On my ski vacation next week, I'll be using apps to help with almost all of these problems.
Skiers can always do with a lesson or two, and nowadays you can use your smartphone for advice with apps like Ski Tips for iOS. Its design is simple, consisting of short videos on all sorts of techniques. There's also an audio feature so you can listen to the exercise track on headphones while you practice.
The Lite edition is free to give you a taste of the lessons; there are three apps at $4 each covering more difficult skills.
Don't expect TV-quality production values, or the attention you get from a live lesson. But the app has reminded me of a few things I can improve on (including getting my hip position right in a jump turn).

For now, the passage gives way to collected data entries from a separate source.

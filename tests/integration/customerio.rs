//! Integration tests for the Customer.io adapter

use super::*;
use serde_json::json;
use wiremock::matchers::{body_partial_json, header, method, path};
use wiremock::{Mock, ResponseTemplate};

fn config() -> MailerConfigBuilder {
    MailerConfig::builder().api_key("app-key")
}

#[tokio::test]
async fn test_customerio_send_success() {
    let server = setup_mock_server().await;

    Mock::given(method("POST"))
        .and(path("/v1/send/email"))
        .and(header("Authorization", "Bearer app-key"))
        .and(body_partial_json(json!({
            "from": "Acme <no-reply@acme.test>",
            "to": "Jane Doe <jane@example.com>",
            "subject": "Your receipt",
            "plaintext_body": "Thanks for your order.",
            "bcc": "ops@acme.test,audit@acme.test"
        })))
        .respond_with(ResponseTemplate::new(200).set_body_json(json!({
            "delivery_id": "ZGVsaXZlcnk=",
            "queued_at": 1_700_000_000
        })))
        .expect(1)
        .mount(&server)
        .await;

    let mut mailer = mailer_for(Driver::CustomerIo, &server, config());
    compose(&mut mailer);
    mailer.cc("", "ops@acme.test").bcc("", "audit@acme.test");

    mailer.send().await.expect("send should succeed");

    let requests = server.received_requests().await.expect("recording enabled");
    let body: serde_json::Value = serde_json::from_slice(&requests[0].body).expect("json body");
    assert!(body["identifiers"]["id"].is_string());
}

#[tokio::test]
async fn test_customerio_rejection_returns_body() {
    let server = setup_mock_server().await;

    Mock::given(method("POST"))
        .and(path("/v1/send/email"))
        .respond_with(
            ResponseTemplate::new(400).set_body_string(r#"{"meta":{"error":"missing identifiers"}}"#),
        )
        .mount(&server)
        .await;

    let mut mailer = mailer_for(Driver::CustomerIo, &server, config());
    compose(&mut mailer);

    let err = mailer.send().await.unwrap_err();
    assert_eq!(err.to_string(), r#"{"meta":{"error":"missing identifiers"}}"#);
}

Skiers and snowboarders know how fiddly paper maps are; luckily, there are apps to help. SkiTrailMaps Pro on Android is $4 and pretty reliable, though you should remember to download the maps you need before you start skiing. On the iPhone, iTrailMap (free) is similar, offering a digital version of a resort's paper map.
There's also iTrailMap 3D ($5 on iOS), which allows users to zoom around using screen gestures. This app may be useful in planning your day if you're at a new resort because it gives you a better sense of the trails' complexity. You can also display your position on the map using your phone's GPS if you've gotten confused.
One concern is that not every slope is represented in detail. The 3-D map for the resort I am visiting, for example, lacks trail names and details on the ski lift network.
More experienced skiers may like to track their position on the slope or time themselves to measure performance. One app that does this well is AlpineReplay Ski & Snowboard (free on iOS and Android). It logs your progress using your phone's location sensors. All you need to do is press the "record" button, whiz downhill, and press "stop."
The app links your data to a free account on a Web site, and both app and Web site display your data, like average speed, calories burned, number of jumps and so on.
There's a social networking system so you can compare stats with your friends or other skiers at the same resort.
The Ski Tracks app ($1 on iOS) is more sophisticated. It lets you enter many details about your location and snow conditions for each run you track. It has extras like a music player, and it can log photos you snap while skiing.
These extras make it more complex to use, however, and its smaller buttons may not be welcomed by bare fingers in cold air.
One of the other useful things an app can do before and during your ski trip is brief you on the weather. The Ski Club Snow Report app from the Ski Club of Great Britain (free on iOS) is straightforward, and it covers 44 resorts in Europe and North America. Its interface is text-based and unfussy, delivering important details like when it last snowed, snow depth and a basic forecast.
The free iOS Ski and Snow Report app from Zumobi is more complex, letting you arrange weather data for several resorts on a summary page. Tapping on a resort's icon takes you to more details, like a five-day weather forecast and resort webcams (if there are any) so you can judge conditions for yourself.
The neat bit about this app is it can send you alerts when your favorite resorts get fresh snow. There's a similar free Android app, Ski & Snow Report, from SkiReport.com that's popular, though it has a more pedestrian interface based on text rather than graphics.
The Fitocracy app, which helps you get fit by making the process into a game, is now available as a free Android app -- previously it was iPhone-only. ... Fans of video effects should check out FxGuru, free on Android. It can add a host of movie-style special effects to your phone's videos, although you do have to pay for some of them.